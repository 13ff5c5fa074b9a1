use std::path::Path;

use async_trait::async_trait;
use epu_domain::{
    DefinitionId, Domain, DomainDefinition, DomainId, HealthRecord, LaunchId, LaunchRecord, NodeId,
    NodeRecord,
};
use redb::{Database, ReadableTable, TableDefinition};

use crate::error::StoreError;
use crate::events::AuditEvent;
use crate::store::StateStore;

const LAUNCHES: TableDefinition<&str, &[u8]> = TableDefinition::new("launches");
const NODES: TableDefinition<&str, &[u8]> = TableDefinition::new("nodes");
const HEALTH: TableDefinition<&str, &[u8]> = TableDefinition::new("health");
const DOMAINS: TableDefinition<&str, &[u8]> = TableDefinition::new("domains");
const DEFINITIONS: TableDefinition<&str, &[u8]> = TableDefinition::new("definitions");
const EVENTS: TableDefinition<u64, &[u8]> = TableDefinition::new("events");
const META: TableDefinition<&str, u64> = TableDefinition::new("meta");

const EVENT_SEQ_KEY: &str = "event_seq";

/// Implemented by every record type the optimistic-concurrency path in
/// `put_json_cas` needs to read and stamp a revision on.
trait Versioned {
    fn revision(&self) -> u64;
    fn set_revision(&mut self, revision: u64);
}

macro_rules! impl_versioned {
    ($ty:ty) => {
        impl Versioned for $ty {
            fn revision(&self) -> u64 {
                self.revision
            }
            fn set_revision(&mut self, revision: u64) {
                self.revision = revision;
            }
        }
    };
}

impl_versioned!(LaunchRecord);
impl_versioned!(NodeRecord);
impl_versioned!(HealthRecord);
impl_versioned!(Domain);
impl_versioned!(DomainDefinition);

/// Durable store backed by a single `redb` file. Every write commits its
/// own transaction; record bytes are canonical JSON, matching the "values
/// are self-describing dictionaries" layout the spec describes.
pub struct RedbStore {
    db: Database,
}

impl RedbStore {
    pub fn open(path: impl AsRef<Path>) -> Result<Self, StoreError> {
        let path = path.as_ref();
        if let Some(parent) = path.parent() {
            std::fs::create_dir_all(parent)
                .map_err(|e| StoreError::Internal(format!("create store dir: {}", e)))?;
        }
        let db = Database::create(path)
            .map_err(|e| StoreError::Internal(format!("open redb database: {}", e)))?;

        let txn = db
            .begin_write()
            .map_err(|e| StoreError::Internal(e.to_string()))?;
        {
            txn.open_table(LAUNCHES).map_err(|e| StoreError::Internal(e.to_string()))?;
            txn.open_table(NODES).map_err(|e| StoreError::Internal(e.to_string()))?;
            txn.open_table(HEALTH).map_err(|e| StoreError::Internal(e.to_string()))?;
            txn.open_table(DOMAINS).map_err(|e| StoreError::Internal(e.to_string()))?;
            txn.open_table(DEFINITIONS).map_err(|e| StoreError::Internal(e.to_string()))?;
            txn.open_table(EVENTS).map_err(|e| StoreError::Internal(e.to_string()))?;
            txn.open_table(META).map_err(|e| StoreError::Internal(e.to_string()))?;
        }
        txn.commit().map_err(|e| StoreError::Internal(e.to_string()))?;

        Ok(RedbStore { db })
    }

    fn get_json<T: serde::de::DeserializeOwned>(
        &self,
        table: TableDefinition<&str, &[u8]>,
        key: &str,
    ) -> Result<Option<T>, StoreError> {
        let txn = self.db.begin_read().map_err(|e| StoreError::Internal(e.to_string()))?;
        let t = txn.open_table(table).map_err(|e| StoreError::Internal(e.to_string()))?;
        match t.get(key).map_err(|e| StoreError::Internal(e.to_string()))? {
            Some(bytes) => Ok(Some(serde_json::from_slice(bytes.value())?)),
            None => Ok(None),
        }
    }

    fn list_json<T: serde::de::DeserializeOwned>(
        &self,
        table: TableDefinition<&str, &[u8]>,
    ) -> Result<Vec<T>, StoreError> {
        let txn = self.db.begin_read().map_err(|e| StoreError::Internal(e.to_string()))?;
        let t = txn.open_table(table).map_err(|e| StoreError::Internal(e.to_string()))?;
        let mut out = Vec::new();
        for row in t.iter().map_err(|e| StoreError::Internal(e.to_string()))? {
            let (_, bytes) = row.map_err(|e| StoreError::Internal(e.to_string()))?;
            out.push(serde_json::from_slice(bytes.value())?);
        }
        Ok(out)
    }

    /// Like a plain insert, but within the same write transaction reads back
    /// whatever is currently at `key`, requires `value`'s revision to match
    /// it (a fresh insert accepts any revision), and stamps the advanced
    /// revision onto `value` before writing.
    fn put_json_cas<T>(&self, table: TableDefinition<&str, &[u8]>, key: &str, mut value: T) -> Result<(), StoreError>
    where
        T: serde::Serialize + serde::de::DeserializeOwned + Versioned,
    {
        let txn = self.db.begin_write().map_err(|e| StoreError::Internal(e.to_string()))?;
        {
            let mut t = txn.open_table(table).map_err(|e| StoreError::Internal(e.to_string()))?;
            let existing_revision = match t.get(key).map_err(|e| StoreError::Internal(e.to_string()))? {
                Some(bytes) => {
                    let existing: T = serde_json::from_slice(bytes.value())?;
                    Some(existing.revision())
                }
                None => None,
            };
            match existing_revision {
                None => value.set_revision(0),
                Some(current) if current == value.revision() => value.set_revision(current + 1),
                Some(_) => return Err(StoreError::WriteConflict { holder: key.to_string() }),
            }
            let bytes = serde_json::to_vec(&value)?;
            t.insert(key, bytes.as_slice()).map_err(|e| StoreError::Internal(e.to_string()))?;
        }
        txn.commit().map_err(|e| StoreError::Internal(e.to_string()))?;
        Ok(())
    }

    fn remove(&self, table: TableDefinition<&str, &[u8]>, key: &str) -> Result<(), StoreError> {
        let txn = self.db.begin_write().map_err(|e| StoreError::Internal(e.to_string()))?;
        {
            let mut t = txn.open_table(table).map_err(|e| StoreError::Internal(e.to_string()))?;
            t.remove(key).map_err(|e| StoreError::Internal(e.to_string()))?;
        }
        txn.commit().map_err(|e| StoreError::Internal(e.to_string()))?;
        Ok(())
    }

    fn next_event_seq(&self) -> Result<u64, StoreError> {
        let txn = self.db.begin_write().map_err(|e| StoreError::Internal(e.to_string()))?;
        let seq = {
            let mut meta = txn.open_table(META).map_err(|e| StoreError::Internal(e.to_string()))?;
            let current = meta
                .get(EVENT_SEQ_KEY)
                .map_err(|e| StoreError::Internal(e.to_string()))?
                .map(|v| v.value())
                .unwrap_or(0);
            let next = current + 1;
            meta.insert(EVENT_SEQ_KEY, next)
                .map_err(|e| StoreError::Internal(e.to_string()))?;
            next
        };
        txn.commit().map_err(|e| StoreError::Internal(e.to_string()))?;
        Ok(seq)
    }
}

#[async_trait]
impl StateStore for RedbStore {
    async fn get_launch(&self, id: &LaunchId) -> Result<Option<LaunchRecord>, StoreError> {
        self.get_json(LAUNCHES, id.as_str())
    }

    async fn list_launches(&self) -> Result<Vec<LaunchRecord>, StoreError> {
        self.list_json(LAUNCHES)
    }

    async fn upsert_launch(&self, launch: LaunchRecord) -> Result<(), StoreError> {
        let key = launch.launch_id.to_string();
        self.put_json_cas(LAUNCHES, &key, launch)
    }

    async fn delete_launch(&self, id: &LaunchId) -> Result<(), StoreError> {
        self.remove(LAUNCHES, id.as_str())
    }

    async fn get_node(&self, id: &NodeId) -> Result<Option<NodeRecord>, StoreError> {
        self.get_json(NODES, id.as_str())
    }

    async fn list_nodes(&self) -> Result<Vec<NodeRecord>, StoreError> {
        self.list_json(NODES)
    }

    async fn list_nodes_by_launch(&self, launch_id: &LaunchId) -> Result<Vec<NodeRecord>, StoreError> {
        Ok(self
            .list_json::<NodeRecord>(NODES)?
            .into_iter()
            .filter(|n| &n.launch_id == launch_id)
            .collect())
    }

    async fn upsert_node(&self, node: NodeRecord) -> Result<(), StoreError> {
        let key = node.node_id.to_string();
        self.put_json_cas(NODES, &key, node)
    }

    async fn delete_node(&self, id: &NodeId) -> Result<(), StoreError> {
        self.remove(NODES, id.as_str())
    }

    async fn get_health(&self, id: &NodeId) -> Result<Option<HealthRecord>, StoreError> {
        self.get_json(HEALTH, id.as_str())
    }

    async fn list_health(&self) -> Result<Vec<HealthRecord>, StoreError> {
        self.list_json(HEALTH)
    }

    async fn upsert_health(&self, health: HealthRecord) -> Result<(), StoreError> {
        let key = health.node_id.to_string();
        self.put_json_cas(HEALTH, &key, health)
    }

    async fn delete_health(&self, id: &NodeId) -> Result<(), StoreError> {
        self.remove(HEALTH, id.as_str())
    }

    async fn get_domain(&self, id: &DomainId) -> Result<Option<Domain>, StoreError> {
        self.get_json(DOMAINS, id.as_str())
    }

    async fn list_domains(&self) -> Result<Vec<Domain>, StoreError> {
        self.list_json(DOMAINS)
    }

    async fn upsert_domain(&self, domain: Domain) -> Result<(), StoreError> {
        let key = domain.domain_id.to_string();
        self.put_json_cas(DOMAINS, &key, domain)
    }

    async fn delete_domain(&self, id: &DomainId) -> Result<(), StoreError> {
        self.remove(DOMAINS, id.as_str())
    }

    async fn get_domain_definition(&self, id: &DefinitionId) -> Result<Option<DomainDefinition>, StoreError> {
        self.get_json(DEFINITIONS, id.as_str())
    }

    async fn list_domain_definitions(&self) -> Result<Vec<DomainDefinition>, StoreError> {
        self.list_json(DEFINITIONS)
    }

    async fn upsert_domain_definition(&self, def: DomainDefinition) -> Result<(), StoreError> {
        let key = def.definition_id.to_string();
        self.put_json_cas(DEFINITIONS, &key, def)
    }

    async fn delete_domain_definition(&self, id: &DefinitionId) -> Result<(), StoreError> {
        self.remove(DEFINITIONS, id.as_str())
    }

    async fn append_event(&self, event: AuditEvent) -> Result<(), StoreError> {
        let seq = self.next_event_seq()?;
        let bytes = serde_json::to_vec(&event)?;
        let txn = self.db.begin_write().map_err(|e| StoreError::Internal(e.to_string()))?;
        {
            let mut t = txn.open_table(EVENTS).map_err(|e| StoreError::Internal(e.to_string()))?;
            t.insert(seq, bytes.as_slice()).map_err(|e| StoreError::Internal(e.to_string()))?;
        }
        txn.commit().map_err(|e| StoreError::Internal(e.to_string()))?;
        Ok(())
    }

    async fn list_events(&self, launch_id: Option<&LaunchId>) -> Result<Vec<AuditEvent>, StoreError> {
        let txn = self.db.begin_read().map_err(|e| StoreError::Internal(e.to_string()))?;
        let t = txn.open_table(EVENTS).map_err(|e| StoreError::Internal(e.to_string()))?;
        let mut out = Vec::new();
        for row in t.iter().map_err(|e| StoreError::Internal(e.to_string()))? {
            let (_, bytes) = row.map_err(|e| StoreError::Internal(e.to_string()))?;
            let event: AuditEvent = serde_json::from_slice(bytes.value())?;
            match launch_id {
                Some(id) if event.launch_id() != Some(id) => continue,
                _ => out.push(event),
            }
        }
        Ok(out)
    }
}

#[cfg(test)]
mod tests {
    use super::*;
    use chrono::Utc;
    use epu_domain::LaunchState;
    use std::collections::HashMap;

    fn sample_launch(id: &str) -> LaunchRecord {
        LaunchRecord {
            launch_id: LaunchId::new(id).unwrap(),
            deployable_type: "dt".into(),
            state: LaunchState::Requested,
            document: "<cluster/>".into(),
            context: None,
            node_ids: vec![],
            subscribers: vec![],
            created_at: Utc::now(),
            vars: HashMap::new(),
            revision: 0,
        }
    }

    #[tokio::test]
    async fn persistence_survives_reopen() {
        let dir = tempfile::tempdir().unwrap();
        let path = dir.path().join("state.redb");

        {
            let store = RedbStore::open(&path).unwrap();
            store.upsert_launch(sample_launch("l-1")).await.unwrap();
        }

        let store = RedbStore::open(&path).unwrap();
        let got = store
            .get_launch(&LaunchId::new("l-1").unwrap())
            .await
            .unwrap()
            .unwrap();
        assert_eq!(got.deployable_type, "dt");
    }

    #[tokio::test]
    async fn upsert_launch_rejects_stale_revision() {
        let dir = tempfile::tempdir().unwrap();
        let store = RedbStore::open(dir.path().join("state.redb")).unwrap();
        let launch = sample_launch("l-1");
        store.upsert_launch(launch.clone()).await.unwrap();

        let got = store.get_launch(&launch.launch_id).await.unwrap().unwrap();
        assert_eq!(got.revision, 0);
        store.upsert_launch(got).await.unwrap();

        let err = store.upsert_launch(launch).await.unwrap_err();
        assert!(matches!(err, StoreError::WriteConflict { .. }));
    }

    #[tokio::test]
    async fn event_sequence_is_monotonic_across_appends() {
        let dir = tempfile::tempdir().unwrap();
        let store = RedbStore::open(dir.path().join("state.redb")).unwrap();
        let launch_id = LaunchId::new("l-1").unwrap();
        for _ in 0..3 {
            store
                .append_event(AuditEvent::LaunchStateChanged { launch_id: launch_id.clone(), at: Utc::now() })
                .await
                .unwrap();
        }
        assert_eq!(store.list_events(None).await.unwrap().len(), 3);
    }
}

+===+

● What you have to do:
The lines to copy are those in the listing that contain the word "StateStore".

● Response to this exercise:
use crate::store::StateStore;
impl StateStore for RedbStore {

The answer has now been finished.